10 years ago, I woke up thinking it was just another ordinary school day in the beginning of my Senior year. Mom drove me to school and we heard on the news that a plane had hit a building in New York City. We both gasped and said "Oh how sad, I wonder what happened?". She dropped me off and I went to class and discussed it with the other people in my class. A few minutes later, another classmate came in and said "A plane hit the World Trade Center, they're calling it terrorism". We said "Yeah, we know" and he said "No, a second plane". We turned on the tv and saw the images that were burned in the minds of the world for forever.


Oh dear God. What has happened? Nobody knew anything but that two planes intentionally flew into the two towers. We watched in horror as the news replayed footage of the planes veering and crashing. I think it was at that point that everyone migrated to the band room to watch the nightmare unfolding live on the screen before our very eyes. The entirety of the 7th - 12th grades and all our teachers were in there. Yeah, it was a small school... 

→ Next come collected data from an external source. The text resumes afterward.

//! Metrics collection for observability
//!
//! This module provides Prometheus metrics for monitoring ingestion.
//! Collectors live in the handle's own [`Registry`]; nothing is registered
//! globally, so several handles can coexist in one process.
//!
//! # Metrics
//!
//! - `reporter_blocks_scanned_total` - Blocks emitted by the scanner
//! - `reporter_backoff_total` - Waits for a height that is not produced yet
//! - `reporter_scan_height` - Height currently being fetched
//! - `reporter_blocks_applied_total` - Blocks merged into the ledger
//! - `reporter_block_addresses` - Histogram of addresses touched per block
//! - `reporter_apply_duration_seconds` - Histogram of block apply latencies

use prometheus::{Encoder, Histogram, HistogramOpts, IntCounter, IntGauge, Registry, TextEncoder};
use std::sync::Arc;

/// Metrics collector
#[derive(Clone)]
pub struct Metrics {
    /// Blocks emitted by the scanner
    pub blocks_scanned: IntCounter,

    /// Backoff waits
    pub backoff_total: IntCounter,

    /// Height currently being fetched
    pub scan_height: IntGauge,

    /// Blocks applied to the ledger
    pub blocks_applied: IntCounter,

    /// Addresses touched per block
    pub block_addresses: Histogram,

    /// Apply duration histogram
    pub apply_duration: Histogram,

    /// Prometheus registry
    pub registry: Arc<Registry>,
}

impl Metrics {
    /// Create new metrics collector
    pub fn new() -> prometheus::Result<Self> {
        let registry = Arc::new(Registry::new());

        let blocks_scanned = IntCounter::new(
            "reporter_blocks_scanned_total",
            "Blocks emitted by the scanner",
        )?;
        registry.register(Box::new(blocks_scanned.clone()))?;

        let backoff_total = IntCounter::new(
            "reporter_backoff_total",
            "Waits for a height that is not produced yet",
        )?;
        registry.register(Box::new(backoff_total.clone()))?;

        let scan_height = IntGauge::new("reporter_scan_height", "Height currently being fetched")?;
        registry.register(Box::new(scan_height.clone()))?;

        let blocks_applied = IntCounter::new(
            "reporter_blocks_applied_total",
            "Blocks merged into the ledger",
        )?;
        registry.register(Box::new(blocks_applied.clone()))?;

        let block_addresses = Histogram::with_opts(
            HistogramOpts::new("reporter_block_addresses", "Addresses touched per block")
                .buckets(vec![0.0, 1.0, 2.0, 5.0, 10.0, 25.0, 50.0, 100.0, 250.0]),
        )?;
        registry.register(Box::new(block_addresses.clone()))?;

        let apply_duration = Histogram::with_opts(
            HistogramOpts::new("reporter_apply_duration_seconds", "Block apply latencies")
                .buckets(vec![0.0005, 0.001, 0.005, 0.010, 0.025, 0.050, 0.100, 0.250, 1.0]),
        )?;
        registry.register(Box::new(apply_duration.clone()))?;

        Ok(Self {
            blocks_scanned,
            backoff_total,
            scan_height,
            blocks_applied,
            block_addresses,
            apply_duration,
            registry,
        })
    }

    /// Record a block handed to consumers
    pub fn record_block_scanned(&self, height: u64) {
        self.blocks_scanned.inc();
        self.scan_height.set(height as i64);
    }

    /// Record a backoff wait
    pub fn record_backoff(&self) {
        self.backoff_total.inc();
    }

    /// Record a block merged into the ledger
    pub fn record_block_applied(&self, addresses: usize, duration_seconds: f64) {
        self.blocks_applied.inc();
        self.block_addresses.observe(addresses as f64);
        self.apply_duration.observe(duration_seconds);
    }

    /// Get metrics registry
    pub fn registry(&self) -> &Registry {
        &self.registry
    }

    /// Snapshot of all metrics in Prometheus text format
    pub fn encode_text(&self) -> prometheus::Result<String> {
        let encoder = TextEncoder::new();
        let metric_families = self.registry.gather();
        let mut buffer = vec![];
        encoder.encode(&metric_families, &mut buffer)?;
        String::from_utf8(buffer).map_err(|e| prometheus::Error::Msg(e.to_string()))
    }
}

impl Default for Metrics {
    fn default() -> Self {
        Self::new().expect("Failed to create metrics")
    }
}

#[cfg(test)]
mod tests {
    use super::*;

    #[test]
    fn test_metrics_creation() {
        let metrics = Metrics::new().unwrap();
        assert_eq!(metrics.blocks_scanned.get(), 0);
        assert_eq!(metrics.blocks_applied.get(), 0);
    }

    #[test]
    fn test_independent_registries() {
        let first = Metrics::new().unwrap();
        let second = Metrics::new().unwrap();
        first.record_backoff();
        assert_eq!(first.backoff_total.get(), 1);
        assert_eq!(second.backoff_total.get(), 0);
    }

    #[test]
    fn test_record_block_scanned() {
        let metrics = Metrics::new().unwrap();
        metrics.record_block_scanned(41);
        metrics.record_block_scanned(42);
        assert_eq!(metrics.blocks_scanned.get(), 2);
        assert_eq!(metrics.scan_height.get(), 42);
    }

    #[test]
    fn test_record_block_applied() {
        let metrics = Metrics::new().unwrap();
        metrics.record_block_applied(3, 0.002);
        assert_eq!(metrics.blocks_applied.get(), 1);
        assert_eq!(metrics.block_addresses.get_sample_count(), 1);
        assert!(!metrics.registry().gather().is_empty());
    }

    #[test]
    fn test_encode_text() {
        let metrics = Metrics::new().unwrap();
        metrics.record_block_scanned(7);
        metrics.record_backoff();

        let text = metrics.encode_text().unwrap();
        assert!(text.contains("reporter_scan_height 7"));
        assert!(text.contains("reporter_backoff_total 1"));
        assert!(text.contains("# TYPE reporter_apply_duration_seconds histogram"));
    }
}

The nightmare only got worse. A plane ran into the Pentagon. A 4th plane crashed in a field in Pennsylvania. Speculation abounded from the reporters and anchor-people as to whether there was more to come, especially since there were reports that although all planes had been grounded, some were still accounted for. Were they headed for the Capitol? The White House? Our school? Perhaps it seems silly now, looking back, to even consider wondering if terrorists were intending to take out our little private school in Cedar Park, TX but the Pentagon, the very center of the military, had been hit, clearly nobody was safe.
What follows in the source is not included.